*SUPPLIED ENTRIES*
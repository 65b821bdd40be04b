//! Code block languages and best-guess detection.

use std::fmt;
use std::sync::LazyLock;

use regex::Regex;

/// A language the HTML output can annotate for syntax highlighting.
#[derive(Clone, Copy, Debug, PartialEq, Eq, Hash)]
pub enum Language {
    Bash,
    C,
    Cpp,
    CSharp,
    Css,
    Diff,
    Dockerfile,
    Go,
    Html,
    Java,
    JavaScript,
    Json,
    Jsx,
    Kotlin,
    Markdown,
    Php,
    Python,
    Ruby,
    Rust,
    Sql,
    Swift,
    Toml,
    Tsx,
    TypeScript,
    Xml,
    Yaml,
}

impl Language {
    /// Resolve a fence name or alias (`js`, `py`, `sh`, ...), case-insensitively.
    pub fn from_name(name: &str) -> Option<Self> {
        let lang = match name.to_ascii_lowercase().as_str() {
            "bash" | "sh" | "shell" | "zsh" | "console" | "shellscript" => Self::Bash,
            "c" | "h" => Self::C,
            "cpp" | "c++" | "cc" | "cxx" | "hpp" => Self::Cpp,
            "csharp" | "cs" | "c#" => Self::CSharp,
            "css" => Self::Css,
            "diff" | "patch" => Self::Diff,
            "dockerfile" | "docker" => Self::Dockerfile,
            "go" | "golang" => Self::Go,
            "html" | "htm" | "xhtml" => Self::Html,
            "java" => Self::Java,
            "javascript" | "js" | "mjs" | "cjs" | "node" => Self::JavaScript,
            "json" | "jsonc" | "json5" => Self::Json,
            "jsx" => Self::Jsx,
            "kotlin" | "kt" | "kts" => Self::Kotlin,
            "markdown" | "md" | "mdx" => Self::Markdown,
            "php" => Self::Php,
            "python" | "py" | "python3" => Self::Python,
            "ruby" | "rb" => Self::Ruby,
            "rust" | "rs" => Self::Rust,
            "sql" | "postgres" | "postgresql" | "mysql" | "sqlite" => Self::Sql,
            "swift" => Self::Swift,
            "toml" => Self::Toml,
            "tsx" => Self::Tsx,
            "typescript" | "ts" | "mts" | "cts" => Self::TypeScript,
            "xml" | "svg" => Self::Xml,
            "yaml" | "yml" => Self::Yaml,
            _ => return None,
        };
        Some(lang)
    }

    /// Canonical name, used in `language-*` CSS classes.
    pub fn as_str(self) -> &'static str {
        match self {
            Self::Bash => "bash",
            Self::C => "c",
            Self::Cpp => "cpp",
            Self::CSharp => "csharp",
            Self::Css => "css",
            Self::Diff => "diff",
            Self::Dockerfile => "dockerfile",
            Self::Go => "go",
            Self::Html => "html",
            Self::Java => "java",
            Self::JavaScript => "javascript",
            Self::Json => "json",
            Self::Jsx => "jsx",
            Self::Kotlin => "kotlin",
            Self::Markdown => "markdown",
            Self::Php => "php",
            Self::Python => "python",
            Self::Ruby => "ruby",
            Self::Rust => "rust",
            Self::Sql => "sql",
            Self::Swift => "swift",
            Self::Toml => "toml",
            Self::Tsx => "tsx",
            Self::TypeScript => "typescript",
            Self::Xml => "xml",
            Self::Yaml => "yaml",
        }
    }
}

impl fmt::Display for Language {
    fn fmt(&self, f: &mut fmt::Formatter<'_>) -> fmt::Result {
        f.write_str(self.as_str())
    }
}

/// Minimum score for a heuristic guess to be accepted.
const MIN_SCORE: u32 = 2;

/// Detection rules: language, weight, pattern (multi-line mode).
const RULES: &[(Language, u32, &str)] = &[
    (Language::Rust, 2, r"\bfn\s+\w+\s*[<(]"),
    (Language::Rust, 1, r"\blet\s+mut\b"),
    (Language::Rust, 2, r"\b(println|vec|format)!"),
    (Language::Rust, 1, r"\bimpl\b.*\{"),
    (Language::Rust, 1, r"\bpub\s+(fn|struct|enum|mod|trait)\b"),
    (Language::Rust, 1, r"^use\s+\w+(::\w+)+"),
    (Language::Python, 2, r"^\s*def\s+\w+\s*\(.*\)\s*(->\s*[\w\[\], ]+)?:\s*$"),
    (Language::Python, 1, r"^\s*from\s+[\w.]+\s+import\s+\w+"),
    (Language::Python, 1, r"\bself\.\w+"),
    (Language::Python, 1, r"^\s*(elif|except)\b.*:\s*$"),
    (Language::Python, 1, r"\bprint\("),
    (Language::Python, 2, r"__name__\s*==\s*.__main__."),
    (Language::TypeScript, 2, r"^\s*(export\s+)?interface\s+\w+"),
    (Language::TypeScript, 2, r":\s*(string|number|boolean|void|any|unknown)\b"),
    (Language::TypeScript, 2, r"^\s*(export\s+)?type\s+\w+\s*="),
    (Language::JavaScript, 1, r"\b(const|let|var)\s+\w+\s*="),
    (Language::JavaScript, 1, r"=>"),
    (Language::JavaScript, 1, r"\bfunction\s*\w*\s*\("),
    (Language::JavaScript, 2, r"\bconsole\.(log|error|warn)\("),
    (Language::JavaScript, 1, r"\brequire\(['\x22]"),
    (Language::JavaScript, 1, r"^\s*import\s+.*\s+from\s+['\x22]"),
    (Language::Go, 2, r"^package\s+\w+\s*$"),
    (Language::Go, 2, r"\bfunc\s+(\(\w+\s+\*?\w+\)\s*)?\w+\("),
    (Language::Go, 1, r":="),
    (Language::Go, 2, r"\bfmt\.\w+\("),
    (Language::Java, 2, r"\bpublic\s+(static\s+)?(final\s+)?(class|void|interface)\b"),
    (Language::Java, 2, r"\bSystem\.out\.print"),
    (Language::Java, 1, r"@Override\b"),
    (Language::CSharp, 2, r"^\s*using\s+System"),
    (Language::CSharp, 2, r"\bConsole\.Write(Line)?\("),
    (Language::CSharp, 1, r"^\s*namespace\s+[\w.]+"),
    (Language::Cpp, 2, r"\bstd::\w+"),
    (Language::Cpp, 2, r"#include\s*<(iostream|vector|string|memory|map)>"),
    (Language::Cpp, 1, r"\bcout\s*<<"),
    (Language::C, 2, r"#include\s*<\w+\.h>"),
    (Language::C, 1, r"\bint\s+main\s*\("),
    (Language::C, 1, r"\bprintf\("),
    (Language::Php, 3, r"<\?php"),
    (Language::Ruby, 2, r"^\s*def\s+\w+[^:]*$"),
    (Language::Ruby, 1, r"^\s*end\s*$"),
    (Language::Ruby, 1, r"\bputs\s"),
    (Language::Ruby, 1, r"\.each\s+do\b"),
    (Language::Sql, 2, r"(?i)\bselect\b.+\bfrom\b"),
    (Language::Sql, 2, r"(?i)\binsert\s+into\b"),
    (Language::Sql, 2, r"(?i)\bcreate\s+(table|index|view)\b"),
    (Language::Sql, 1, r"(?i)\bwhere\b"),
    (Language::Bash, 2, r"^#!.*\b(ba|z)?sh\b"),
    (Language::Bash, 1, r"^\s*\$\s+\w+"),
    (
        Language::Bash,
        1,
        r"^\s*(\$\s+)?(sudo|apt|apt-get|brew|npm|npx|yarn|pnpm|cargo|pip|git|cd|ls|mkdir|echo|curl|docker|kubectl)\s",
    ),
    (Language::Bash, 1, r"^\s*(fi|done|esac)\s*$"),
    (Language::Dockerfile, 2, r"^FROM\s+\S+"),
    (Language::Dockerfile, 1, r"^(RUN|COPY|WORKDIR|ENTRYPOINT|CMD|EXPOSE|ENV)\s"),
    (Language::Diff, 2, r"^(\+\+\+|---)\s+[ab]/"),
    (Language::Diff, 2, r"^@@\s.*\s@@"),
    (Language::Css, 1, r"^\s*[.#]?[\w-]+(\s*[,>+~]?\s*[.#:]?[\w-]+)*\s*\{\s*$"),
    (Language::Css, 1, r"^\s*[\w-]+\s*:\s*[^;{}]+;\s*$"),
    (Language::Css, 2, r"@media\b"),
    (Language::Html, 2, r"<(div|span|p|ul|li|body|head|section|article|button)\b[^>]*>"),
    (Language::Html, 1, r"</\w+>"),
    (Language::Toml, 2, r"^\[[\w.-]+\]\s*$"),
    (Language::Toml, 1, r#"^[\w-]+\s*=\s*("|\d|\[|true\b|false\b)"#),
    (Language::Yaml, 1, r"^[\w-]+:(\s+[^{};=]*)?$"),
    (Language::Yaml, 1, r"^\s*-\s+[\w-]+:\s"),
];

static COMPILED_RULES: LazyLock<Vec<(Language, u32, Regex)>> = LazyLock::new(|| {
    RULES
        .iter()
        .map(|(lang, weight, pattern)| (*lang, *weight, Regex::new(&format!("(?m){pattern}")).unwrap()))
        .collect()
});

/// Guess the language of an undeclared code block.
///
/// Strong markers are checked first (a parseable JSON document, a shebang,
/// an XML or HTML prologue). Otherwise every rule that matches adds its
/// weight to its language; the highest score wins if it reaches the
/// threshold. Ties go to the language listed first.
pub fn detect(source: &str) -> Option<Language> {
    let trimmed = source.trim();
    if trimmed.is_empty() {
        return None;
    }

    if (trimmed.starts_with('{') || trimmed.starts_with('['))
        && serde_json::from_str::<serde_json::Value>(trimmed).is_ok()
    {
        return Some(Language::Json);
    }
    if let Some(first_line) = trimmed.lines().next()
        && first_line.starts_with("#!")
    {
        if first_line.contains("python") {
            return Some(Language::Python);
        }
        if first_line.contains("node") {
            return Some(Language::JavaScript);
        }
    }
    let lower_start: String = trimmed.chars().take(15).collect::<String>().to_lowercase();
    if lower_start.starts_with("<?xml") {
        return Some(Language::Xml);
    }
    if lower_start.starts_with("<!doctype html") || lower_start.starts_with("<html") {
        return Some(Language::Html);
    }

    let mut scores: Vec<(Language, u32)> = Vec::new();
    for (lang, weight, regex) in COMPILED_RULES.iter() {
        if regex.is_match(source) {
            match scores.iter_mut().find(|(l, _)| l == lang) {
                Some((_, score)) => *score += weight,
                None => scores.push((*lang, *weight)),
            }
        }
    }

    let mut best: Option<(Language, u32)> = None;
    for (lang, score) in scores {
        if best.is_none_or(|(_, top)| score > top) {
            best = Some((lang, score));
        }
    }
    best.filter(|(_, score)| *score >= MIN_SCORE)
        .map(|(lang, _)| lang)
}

*YOUR INSTRUCTIONS*
Take every line above that includes the string "pattern" and return it.

*SOLUTION FOR THIS TASK*
/// Detection rules: language, weight, pattern (multi-line mode).
        .map(|(lang, weight, pattern)| (*lang, *weight, Regex::new(&format!("(?m){pattern}")).unwrap()))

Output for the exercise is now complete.